In the task of predicting spatio-temporal fields in environmental science using statistical methods, introducing statistical models inspired by the physics of the underlying phenomena that are numerically efficient is of growing interest. Large space-time datasets call for new numerical methods to efficiently process them. The Stochastic Partial Differential Equation (SPDE) approach has proven to be effective for the estimation and the prediction in a spatial context. We present here the advection-diffusion SPDE with first order derivative in time which defines a large class of nonseparable spatio-temporal models. A Gaussian Markov random field approximation of the solution to the SPDE is built by discretizing the temporal derivative with a finite difference method (implicit Euler) and by solving the spatial SPDE with a finite element method (continuous Galerkin) at each time step. The ''Streamline Diffusion'' stabilization technique is introduced when the advection term dominates the diffusion. Computationally efficient methods are proposed to estimate the parameters of the SPDE and to predict the spatio-temporal field by kriging, as well as to perform conditional simulations. The approach is applied to a solar radiation dataset.
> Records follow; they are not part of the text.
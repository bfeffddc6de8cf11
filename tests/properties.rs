//! Behavioral properties of the schedule aggregate, first-fit strategy
//! and the locked service.

use std::sync::{Arc, Barrier};
use std::thread;

use chrono::Weekday;
use u_timetable::models::{Course, Instructor, Resource, TimeSlot};
use u_timetable::scheduler::{FirstFitScheduler, SlotGrid, SlotRequest, SlotScheduler};
use u_timetable::validation::CommittedState;
use u_timetable::{ErrorKind, Schedule, SchedulingService};

fn slot(day: Weekday, start: &str, end: &str) -> TimeSlot {
    TimeSlot::parse(day, start, end).unwrap()
}

#[test]
fn test_overlap_symmetric_over_grid() {
    let mut slots = SlotGrid::default().candidates(60);
    slots.extend(SlotGrid::default().candidates(90));
    slots.push(slot(Weekday::Mon, "08:30", "09:15"));
    for a in &slots {
        assert!(a.overlaps(a));
        for b in &slots {
            assert_eq!(a.overlaps(b), b.overlaps(a), "{a} vs {b}");
        }
    }
}

#[test]
fn test_greedy_fill_never_double_books() {
    let mut schedule = Schedule::new();
    let instructors: Vec<_> = (0..3)
        .map(|i| Instructor::new(format!("I{i}"), format!("Instructor {i}")))
        .collect();
    let rooms: Vec<_> = (0..2).map(|i| Resource::new(format!("R{i}"), 40)).collect();
    let candidates = SlotGrid::default().candidates(90);

    for n in 0..40 {
        let instructor = &instructors[n % instructors.len()];
        let room = &rooms[n % rooms.len()];
        let course = Course::new(format!("C{n}"), format!("Course {n}"), instructor.id.clone())
            .with_duration(90);
        // try candidates in order; validation rejects double-bookings
        for s in &candidates {
            if schedule
                .add_course(course.clone(), instructor.clone(), room.clone(), *s)
                .is_ok()
            {
                break;
            }
        }
    }

    assert!(schedule.len() > 0);
    for instructor in &instructors {
        assert!(schedule.check_instructor_conflicts(&instructor.id).is_empty());
    }
    for room in &rooms {
        assert!(schedule.check_resource_conflicts(&room.id).is_empty());
    }
    assert!(!schedule.summary().has_conflicts());
}

#[test]
fn test_failed_add_changes_nothing() {
    let mut schedule = Schedule::new();
    let smith = Instructor::new("X", "Dr. X").with_max_weekly_hours(2.0);
    let room = Resource::new("R1", 30);
    schedule
        .add_course(
            Course::new("C1", "First", "X").with_duration(90),
            smith.clone(),
            room.clone(),
            slot(Weekday::Mon, "09:00", "10:30"),
        )
        .unwrap();

    let before_len = schedule.len();
    let before_hours = schedule.instructor_hours("X");

    let err = schedule
        .add_course(
            Course::new("C2", "Second", "X").with_duration(60),
            smith,
            room,
            slot(Weekday::Tue, "09:00", "10:00"),
        )
        .unwrap_err();
    assert_eq!(err.kind(), ErrorKind::HoursExceeded);
    assert_eq!(schedule.len(), before_len);
    assert_eq!(schedule.instructor_hours("X"), before_hours);
}

#[test]
fn test_first_fit_reference_case() {
    let course = Course::new("C1", "Python", "I1").with_capacity(20);
    let instructor =
        Instructor::new("I1", "Dr. Smith").with_available(slot(Weekday::Mon, "08:00", "12:00"));
    let room = Resource::new("R1", 30).with_window(slot(Weekday::Mon, "08:00", "18:00"));
    let request = SlotRequest::new(&course, &instructor, vec![&room]);

    let candidates = [
        slot(Weekday::Mon, "07:00", "08:00"),
        slot(Weekday::Mon, "08:00", "09:00"),
        slot(Weekday::Mon, "09:00", "10:00"),
    ];
    assert_eq!(
        FirstFitScheduler::new().schedule_course(&request, &candidates),
        Some(slot(Weekday::Mon, "08:00", "09:00"))
    );
}

#[test]
fn test_double_booking_keeps_first_record() {
    let mut schedule = Schedule::new();
    let x = Instructor::new("X", "Dr. X");
    let first = slot(Weekday::Mon, "09:00", "10:00");
    schedule
        .add_course(Course::new("C1", "First", "X"), x.clone(), Resource::new("R1", 30), first)
        .unwrap();

    let err = schedule
        .add_course(
            Course::new("C2", "Second", "X"),
            x,
            Resource::new("R2", 30),
            slot(Weekday::Mon, "09:30", "10:30"),
        )
        .unwrap_err();
    assert_eq!(err.kind(), ErrorKind::DoubleBooked);
    assert_eq!(schedule.get("C1").map(|r| r.slot), Some(first));
    assert!(!schedule.contains("C2"));
}

#[test]
fn test_empty_schedule_report() {
    let report = Schedule::new().validation_report();
    assert!(report.is_valid);
    assert!(report.errors.is_empty());
    assert_eq!(report.total_courses, 0);
}

#[test]
fn test_concurrent_double_booking_single_winner() {
    const THREADS: usize = 8;

    let svc = Arc::new(SchedulingService::default());
    svc.register_instructor(Instructor::new("X", "Dr. X")).unwrap();
    for i in 0..THREADS {
        svc.register_resource(Resource::new(format!("R{i}"), 30)).unwrap();
        svc.register_course(
            Course::new(format!("C{i}"), format!("Course {i}"), "X").with_resource(format!("R{i}")),
        )
        .unwrap();
    }

    let target = slot(Weekday::Mon, "09:00", "10:00");
    let barrier = Arc::new(Barrier::new(THREADS));
    let handles: Vec<_> = (0..THREADS)
        .map(|i| {
            let svc = Arc::clone(&svc);
            let barrier = Arc::clone(&barrier);
            thread::spawn(move || {
                barrier.wait();
                svc.schedule_at(&format!("C{i}"), target)
            })
        })
        .collect();

    let results: Vec<_> = handles.into_iter().map(|h| h.join().unwrap()).collect();
    let winners = results.iter().filter(|r| r.is_ok()).count();
    assert_eq!(winners, 1);
    for err in results.iter().filter_map(|r| r.as_ref().err()) {
        assert_eq!(err.kind(), ErrorKind::DoubleBooked);
    }
    assert_eq!(svc.read(|s| s.len()), 1);
    assert!(svc.read(|s| s.check_instructor_conflicts("X").is_empty()));
}

#[test]
fn test_concurrent_grid_scheduling_stays_consistent() {
    let svc = Arc::new(SchedulingService::default());
    svc.register_instructor(Instructor::new("X", "Dr. X")).unwrap();
    svc.register_resource(Resource::new("R1", 30)).unwrap();
    for i in 0..12 {
        svc.register_course(
            Course::new(format!("C{i}"), format!("Course {i}"), "X").with_resource("R1"),
        )
        .unwrap();
    }

    let handles: Vec<_> = (0..12)
        .map(|i| {
            let svc = Arc::clone(&svc);
            thread::spawn(move || svc.schedule(&format!("C{i}")))
        })
        .collect();
    for h in handles {
        h.join().unwrap().unwrap();
    }

    assert_eq!(svc.read(|s| s.len()), 12);
    assert!(!svc.summary().has_conflicts());
    assert!(svc.validation_report().is_valid);
}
Its advantages and limitations are discussed.
翻译:时空数据集中流动和扩散的SPDE方法
研究摘要:
在利用统计方法预测环境科学中的时空场时,引入受基础现象物理启发的统计模型并具有数值效率越来越被重视。大型时空数据集需要新的数值方法来高效处理。随机偏微分方程(SPDE)方法在空间上已被证明对于预测和估计是有效的。我们在这里介绍一阶时间导数的流动扩散SPDE,它定义了一类非可分离时空模型。通过使用有限差分方法(隐式欧拉)离散时间导数,并在每个时间步中使用有限元方法(连续 Galerkin)解决空间 SPDE,构建了 SPDE 解的高斯马尔可夫随机场近似。当流动项占主导时,引入了“流线扩散”稳定化技术。提出了计算效率高的方法来估计 SPDE 的参数、通过克里格法进行时空域的预测,以及进行条件模拟。该方法应用于太阳辐射数据集。讨论了其优缺点。